Saved entries:
------------------------

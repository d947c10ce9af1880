//! Object Module - heap object model
//!
//! Every heap object starts with one header word (see [`header`]). The
//! header alone determines how many words the object occupies, which is
//! all the allocator, the heap walk and the copying collector need to know.

pub mod header;

pub use header::{misc_use, ObjectHeader, Tag, MISC_MAX, MISC_SHIFT, POISON, TAG_MASK};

------------------------

Try it: Your task is to transcribe the line containing "heap object model" and every line after it, through the last line of the data, exactly as written and with nothing more.

Result of the task:
//! Object Module - heap object model
//!
//! Every heap object starts with one header word (see [`header`]). The
//! header alone determines how many words the object occupies, which is
//! all the allocator, the heap walk and the copying collector need to know.

pub mod header;

pub use header::{misc_use, ObjectHeader, Tag, MISC_MAX, MISC_SHIFT, POISON, TAG_MASK};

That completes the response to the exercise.